What you have to do
Here are some records. Transcribe all of them exactly.

(Records from a dataset)
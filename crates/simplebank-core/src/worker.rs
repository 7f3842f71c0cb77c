//! Periodic loan billing
//!
//! The worker ticks once at start and then every configured period. Each
//! tick bills every unpaid installment due by the clock's `now`. A shutdown
//! signal is honoured between installments, never in the middle of one.

use chrono::{DateTime, Utc};
use simplebank_db::Repository;
use simplebank_types::Clock;
use std::sync::Arc;
use std::time::Duration;
use tokio::sync::watch;
use tokio::time::MissedTickBehavior;

use crate::error::BankResult;
use crate::services::{BillingOutcome, LoanService};

/// Counts from one tick
#[derive(Debug, Clone, Copy, Default, PartialEq, Eq)]
pub struct BillingReport {
    pub due: usize,
    pub paid: usize,
    pub deferred: usize,
    pub failed: usize,
}

pub struct BillingWorker {
    repo: Arc<dyn Repository>,
    loans: Arc<LoanService>,
    clock: Arc<dyn Clock>,
    period: Duration,
}

impl BillingWorker {
    pub fn new(
        repo: Arc<dyn Repository>,
        loans: Arc<LoanService>,
        clock: Arc<dyn Clock>,
        period: Duration,
    ) -> Self {
        Self {
            repo,
            loans,
            clock,
            period,
        }
    }

    /// Bill everything due at `now`
    pub async fn run_once(&self, now: DateTime<Utc>) -> BankResult<BillingReport> {
        self.bill_due(now, None).await
    }

    async fn bill_due(
        &self,
        now: DateTime<Utc>,
        shutdown: Option<&watch::Receiver<bool>>,
    ) -> BankResult<BillingReport> {
        let due = self.repo.due_installments(now).await?;
        let mut report = BillingReport {
            due: due.len(),
            ..Default::default()
        };

        for installment in &due {
            if shutdown.is_some_and(|rx| *rx.borrow()) {
                tracing::info!("Billing interrupted by shutdown");
                break;
            }

            match self.loans.bill_installment(installment, now).await {
                Ok(BillingOutcome::Paid { .. }) => report.paid += 1,
                Ok(BillingOutcome::Deferred { .. }) => report.deferred += 1,
                Err(e) => {
                    report.failed += 1;
                    tracing::error!(
                        loan_id = %installment.loan_id,
                        idx = installment.idx,
                        error = %e,
                        "Billing failed"
                    );
                }
            }
        }

        Ok(report)
    }

    /// Run until `shutdown` becomes true or its sender is dropped
    pub async fn run(self, mut shutdown: watch::Receiver<bool>) {
        tracing::info!(period = ?self.period, "Billing worker started");

        let mut interval = tokio::time::interval(self.period);
        interval.set_missed_tick_behavior(MissedTickBehavior::Delay);

        loop {
            tokio::select! {
                _ = interval.tick() => {}
                changed = shutdown.changed() => {
                    if changed.is_err() || *shutdown.borrow() {
                        break;
                    }
                    continue;
                }
            }

            let now = self.clock.now();
            match self.bill_due(now, Some(&shutdown)).await {
                Ok(report) if report.due > 0 => {
                    tracing::info!(
                        due = report.due,
                        paid = report.paid,
                        deferred = report.deferred,
                        failed = report.failed,
                        "Billing tick complete"
                    );
                }
                Ok(_) => tracing::debug!("No installments due"),
                Err(e) => tracing::error!(error = %e, "Billing tick failed"),
            }

            if *shutdown.borrow() {
                break;
            }
        }

        tracing::info!("Billing worker stopped");
    }
}
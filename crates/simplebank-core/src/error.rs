//! Business error kinds
//!
//! Every service returns [`BankError`]; each variant maps to one HTTP status
//! class at the API edge.

use simplebank_auth::AuthError;
use simplebank_crypto::CryptoError;
use simplebank_db::DbError;
use thiserror::Error;

pub type BankResult<T> = Result<T, BankError>;

#[derive(Debug, Error)]
pub enum BankError {
    /// Malformed or out-of-range input
    #[error("{0}")]
    Validation(String),

    /// Bad credentials, CVV mismatch, unknown or tampered card
    #[error("{0}")]
    Unauthorized(String),

    /// The principal does not own the referenced resource
    #[error("{0}")]
    Forbidden(String),

    #[error("{0}")]
    NotFound(String),

    /// Duplicate username or email
    #[error("{0}")]
    Conflict(String),

    #[error("{0}")]
    InsufficientFunds(String),

    /// Repository or crypto failure; the payload is for logs only
    #[error("Internal error")]
    Internal(String),
}

impl BankError {
    pub fn validation(msg: impl Into<String>) -> Self {
        Self::Validation(msg.into())
    }

    pub fn forbidden(msg: impl Into<String>) -> Self {
        Self::Forbidden(msg.into())
    }

    pub fn not_found(msg: impl Into<String>) -> Self {
        Self::NotFound(msg.into())
    }
}

impl From<DbError> for BankError {
    fn from(err: DbError) -> Self {
        match err {
            DbError::NotFound(what) => Self::NotFound(format!("{} not found", what)),
            DbError::Duplicate(what) => Self::Conflict(format!("Already exists: {}", what)),
            DbError::InsufficientBalance(_) => Self::InsufficientFunds("Insufficient funds".to_string()),
            DbError::InvalidInput(msg) => Self::Validation(msg),
            other => Self::Internal(other.to_string()),
        }
    }
}

impl From<AuthError> for BankError {
    fn from(err: AuthError) -> Self {
        match err.status_code() {
            400 => Self::Validation(err.to_string()),
            401 => Self::Unauthorized(err.to_string()),
            _ => Self::Internal(format!("{:?}", err)),
        }
    }
}

impl From<CryptoError> for BankError {
    fn from(err: CryptoError) -> Self {
        Self::Internal(err.to_string())
    }
}
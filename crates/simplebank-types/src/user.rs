//! Registered bank customers

use chrono::{DateTime, Utc};
use serde::{Deserialize, Serialize};
use uuid::Uuid;

/// A registered user
///
/// The password hash is never serialized, so a `User` can be returned to
/// clients as-is.
#[derive(Debug, Clone, PartialEq, Eq, Serialize, Deserialize)]
pub struct User {
    pub id: Uuid,
    pub username: String,
    pub email: String,
    #[serde(skip_serializing, default)]
    pub password_hash: String,
    pub created_at: DateTime<Utc>,
}

impl User {
    pub fn new(username: String, email: String, password_hash: String, now: DateTime<Utc>) -> Self {
        Self {
            id: Uuid::new_v4(),
            username,
            email,
            password_hash,
            created_at: now,
        }
    }
}
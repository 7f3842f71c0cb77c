//! Simple Bank Types - domain entities shared by every layer
//!
//! This crate defines:
//!
//! - Users, accounts and cards
//! - Loans and their amortization installments
//! - Journal entries describing every money movement
//! - Money rounding helpers (two decimals, banker's rounding)
//! - The authenticated [`Principal`] and the injectable [`Clock`]
//!
//! Identifiers are plain UUIDs so that rows map directly onto storage.

pub mod account;
pub mod card;
pub mod clock;
pub mod error;
pub mod journal;
pub mod loan;
pub mod money;
pub mod principal;
pub mod user;

pub use account::*;
pub use card::*;
pub use clock::*;
pub use error::*;
pub use journal::*;
pub use loan::*;
pub use money::*;
pub use principal::*;
pub use user::*;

Worked solution
filename crates/simplebank-core/src/worker.rs
repository 7f3842f71c0cb77c
//! Periodic loan billing
//!
//! The worker ticks once at start and then every configured period. Each
//! tick bills every unpaid installment due by the clock's `now`. A shutdown
//! signal is honoured between installments, never in the middle of one.

use chrono::{DateTime, Utc};
use simplebank_db::Repository;
use simplebank_types::Clock;
use std::sync::Arc;
use std::time::Duration;
use tokio::sync::watch;
use tokio::time::MissedTickBehavior;

use crate::error::BankResult;
use crate::services::{BillingOutcome, LoanService};

/// Counts from one tick
#[derive(Debug, Clone, Copy, Default, PartialEq, Eq)]
pub struct BillingReport {
    pub due: usize,
    pub paid: usize,
    pub deferred: usize,
    pub failed: usize,
}

pub struct BillingWorker {
    repo: Arc<dyn Repository>,
    loans: Arc<LoanService>,
    clock: Arc<dyn Clock>,
    period: Duration,
}

impl BillingWorker {
    pub fn new(
        repo: Arc<dyn Repository>,
        loans: Arc<LoanService>,
        clock: Arc<dyn Clock>,
        period: Duration,
    ) -> Self {
        Self {
            repo,
            loans,
            clock,
            period,
        }
    }

    /// Bill everything due at `now`
    pub async fn run_once(&self, now: DateTime<Utc>) -> BankResult<BillingReport> {
        self.bill_due(now, None).await
    }

    async fn bill_due(
        &self,
        now: DateTime<Utc>,
        shutdown: Option<&watch::Receiver<bool>>,
    ) -> BankResult<BillingReport> {
        let due = self.repo.due_installments(now).await?;
        let mut report = BillingReport {
            due: due.len(),
            ..Default::default()
        };

        for installment in &due {
            if shutdown.is_some_and(|rx| *rx.borrow()) {
                tracing::info!("Billing interrupted by shutdown");
                break;
            }

            match self.loans.bill_installment(installment, now).await {
                Ok(BillingOutcome::Paid { .. }) => report.paid += 1,
                Ok(BillingOutcome::Deferred { .. }) => report.deferred += 1,
                Err(e) => {
                    report.failed += 1;
                    tracing::error!(
                        loan_id = %installment.loan_id,
                        idx = installment.idx,
                        error = %e,
                        "Billing failed"
                    );
                }
            }
        }

        Ok(report)
    }

    /// Run until `shutdown` becomes true or its sender is dropped
    pub async fn run(self, mut shutdown: watch::Receiver<bool>) {
        tracing::info!(period = ?self.period, "Billing worker started");

        let mut interval = tokio::time::interval(self.period);
        interval.set_missed_tick_behavior(MissedTickBehavior::Delay);

        loop {
            tokio::select! {
                _ = interval.tick() => {}
                changed = shutdown.changed() => {
                    if changed.is_err() || *shutdown.borrow() {
                        break;
                    }
                    continue;
                }
            }

            let now = self.clock.now();
            match self.bill_due(now, Some(&shutdown)).await {
                Ok(report) if report.due > 0 => {
                    tracing::info!(
                        due = report.due,
                        paid = report.paid,
                        deferred = report.deferred,
                        failed = report.failed,
                        "Billing tick complete"
                    );
                }
                Ok(_) => tracing::debug!("No installments due"),
                Err(e) => tracing::error!(error = %e, "Billing tick failed"),
            }

            if *shutdown.borrow() {
                break;
            }
        }

        tracing::info!("Billing worker stopped");
    }
}
filename crates/simplebank-core/src/error.rs
//! Business error kinds
//!
//! Every service returns [`BankError`]; each variant maps to one HTTP status
//! class at the API edge.

use simplebank_auth::AuthError;
use simplebank_crypto::CryptoError;
use simplebank_db::DbError;
use thiserror::Error;

pub type BankResult<T> = Result<T, BankError>;

#[derive(Debug, Error)]
pub enum BankError {
    /// Malformed or out-of-range input
    #[error("{0}")]
    Validation(String),

    /// Bad credentials, CVV mismatch, unknown or tampered card
    #[error("{0}")]
    Unauthorized(String),

    /// The principal does not own the referenced resource
    #[error("{0}")]
    Forbidden(String),

    #[error("{0}")]
    NotFound(String),

    /// Duplicate username or email
    #[error("{0}")]
    Conflict(String),

    #[error("{0}")]
    InsufficientFunds(String),

    /// Repository or crypto failure; the payload is for logs only
    #[error("Internal error")]
    Internal(String),
}

impl BankError {
    pub fn validation(msg: impl Into<String>) -> Self {
        Self::Validation(msg.into())
    }

    pub fn forbidden(msg: impl Into<String>) -> Self {
        Self::Forbidden(msg.into())
    }

    pub fn not_found(msg: impl Into<String>) -> Self {
        Self::NotFound(msg.into())
    }
}

impl From<DbError> for BankError {
    fn from(err: DbError) -> Self {
        match err {
            DbError::NotFound(what) => Self::NotFound(format!("{} not found", what)),
            DbError::Duplicate(what) => Self::Conflict(format!("Already exists: {}", what)),
            DbError::InsufficientBalance(_) => Self::InsufficientFunds("Insufficient funds".to_string()),
            DbError::InvalidInput(msg) => Self::Validation(msg),
            other => Self::Internal(other.to_string()),
        }
    }
}

impl From<AuthError> for BankError {
    fn from(err: AuthError) -> Self {
        match err.status_code() {
            400 => Self::Validation(err.to_string()),
            401 => Self::Unauthorized(err.to_string()),
            _ => Self::Internal(format!("{:?}", err)),
        }
    }
}

impl From<CryptoError> for BankError {
    fn from(err: CryptoError) -> Self {
        Self::Internal(err.to_string())
    }
}
filename crates/simplebank-types/src/user.rs
//! Registered bank customers

use chrono::{DateTime, Utc};
use serde::{Deserialize, Serialize};
use uuid::Uuid;

/// A registered user
///
/// The password hash is never serialized, so a `User` can be returned to
/// clients as-is.
#[derive(Debug, Clone, PartialEq, Eq, Serialize, Deserialize)]
pub struct User {
    pub id: Uuid,
    pub username: String,
    pub email: String,
    #[serde(skip_serializing, default)]
    pub password_hash: String,
    pub created_at: DateTime<Utc>,
}

impl User {
    pub fn new(username: String, email: String, password_hash: String, now: DateTime<Utc>) -> Self {
        Self {
            id: Uuid::new_v4(),
            username,
            email,
            password_hash,
            created_at: now,
        }
    }
}
repository 7f3842f71c0cb77c
//! Simple Bank Types - domain entities shared by every layer
//!
//! This crate defines:
//!
//! - Users, accounts and cards
//! - Loans and their amortization installments
//! - Journal entries describing every money movement
//! - Money rounding helpers (two decimals, banker's rounding)
//! - The authenticated [`Principal`] and the injectable [`Clock`]
//!
//! Identifiers are plain UUIDs so that rows map directly onto storage.

pub mod account;
pub mod card;
pub mod clock;
pub mod error;
pub mod journal;
pub mod loan;
pub mod money;
pub mod principal;
pub mod user;

pub use account::*;
pub use card::*;
pub use clock::*;
pub use error::*;
pub use journal::*;
pub use loan::*;
pub use money::*;
pub use principal::*;
pub use user::*;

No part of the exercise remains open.